There was a time when I felt something similar to Kevin’s panic whenever I had to take responsibility. Growing up with SMA, I became accustomed to constantly relying on other people for my needs. Anytime I needed something, my parents were my strongest advocates. My mom, Cindy, in particular has always possessed a superhuman ability to deal with insurance providers, doctors, school officials, and those irritating folks who take up accessible spaces in parking lots. 

Mom and Dad still do a lot for me, but they’ve also prepared me for adulthood and a more independent lifestyle. While I still live at home, I am a working adult with multiple responsibilities. I manage my care, work full time, help my parents financially, and pay for my own comic books! If I didn’t do that last one, my parents would be broke.

Yet, even with the independence I have today, I still rely on my mom for assistance during the weekdays. I need help getting set up for meals, repositioning my hands and feet, and sometimes transferring out of my chair for an afternoon nap. My mom and I are well aware of each other’s needs, and we have a routine that works. 

That said, it’s a major adjustment for both of us when we have to tamper with that routine.

Last month, my mom had knee replacement surgery. She’s had bad knees for a while, so much so that she had to lean on my chair for support when we were at Disneyland last year. I remember thinking, “Well, this is a sight. I’m the disabled son, and I’m the one you’re leaning on.”

Since I have metal rods fused into my spine, I’ve been referring to our new metal band as Iron Man and the Bionic Woman. Now we just need an excuse for my dad to have some sort of prosthetic body part, and we could all be extras in a future “Mad Max” movie.

The fact that my mom is now using some of my medical equipment is enough to feed my warped sense of humor. We also had physical therapy appointments at the same time the other day.

It’s a perfect sitcom scenario, but it’s been a challenging process for both of us. While Mom has been in recovery mode, I’ve had to ensure that I have enough assistance during the day.

Kevin and his mom, Cindy, at Disneyland in 2019. (Courtesy of Kevin Schaefer)

Thankfully, I already work remotely, and I don’t exactly have many places to go right now. I’m also fortunate to have other family members close by who have helped out during this time. My sister-in-law drives me to aquatic therapy, and my cousin has been coming over to help me on walks around the neighborhood. Having my siblings and grandparents living close by is a lifesaver, especially at a time like this. 

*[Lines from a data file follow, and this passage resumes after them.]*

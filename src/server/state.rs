//! Application state shared across request handlers.

use oauth2::basic::{BasicErrorResponseType, BasicTokenType};
use oauth2::{
    Client, EmptyExtraTokenFields, EndpointNotSet, EndpointSet, RevocationErrorResponseType,
    StandardErrorResponse, StandardRevocableToken, StandardTokenIntrospectionResponse,
    StandardTokenResponse,
};
use sea_orm::DatabaseConnection;
use std::sync::Arc;

use crate::server::{service::admin_code::AdminCodeService, store::KeyValueStore};

/// OAuth2 client with authorization and token endpoints set, as Discord login needs.
pub(crate) type OAuth2Client = Client<
    StandardErrorResponse<BasicErrorResponseType>,
    StandardTokenResponse<EmptyExtraTokenFields, BasicTokenType>,
    StandardTokenIntrospectionResponse<EmptyExtraTokenFields, BasicTokenType>,
    StandardRevocableToken,
    StandardErrorResponse<RevocationErrorResponseType>,
    EndpointSet,
    EndpointNotSet,
    EndpointNotSet,
    EndpointNotSet,
    EndpointSet,
>;

/// Shared resources cloned into every request handler.
///
/// Every field is cheap to clone; the connection pool and reqwest client are reference
/// counted internally and the store sits behind an `Arc`.
#[derive(Clone)]
pub struct AppState {
    /// SQLite connection pool, shared with the bot and the scheduler.
    pub db: DatabaseConnection,

    /// Client for the Discord OAuth token exchange and `users/@me`.
    pub http_client: reqwest::Client,

    pub oauth_client: OAuth2Client,

    /// Holds the one-time admin bootstrap code, if one was generated at startup.
    pub admin_code_service: AdminCodeService,

    /// Cooldown and telemetry store, read by the stats endpoint.
    pub store: Arc<dyn KeyValueStore>,

    /// Public base URL of the dashboard; login redirects land here.
    pub app_url: String,
}

impl AppState {
    pub fn new(
        db: DatabaseConnection,
        http_client: reqwest::Client,
        oauth_client: OAuth2Client,
        admin_code_service: AdminCodeService,
        store: Arc<dyn KeyValueStore>,
        app_url: String,
    ) -> Self {
        Self {
            db,
            http_client,
            oauth_client,
            admin_code_service,
            store,
            app_url,
        }
    }
}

Still, adapting to this situation is no easy feat. Whereas my mom is usually the one taking care of me, I’ve been helping her out lately. Reversing our roles has forced me to be more flexible, resourceful, and patient than ever before. It’s a good thing I was trained by the best. 

In light of these circumstances, I’ve been more drained and stressed lately. It’s 2020. Who in the world feels an abundance of energy and motivation right now? Seriously, I want to know if this person exists.

Like anything else in the world of SMA, reversing the caregiver role with my mom is a roller coaster of thoughts and emotions. With everything we’ve tackled together, this is just another adventure.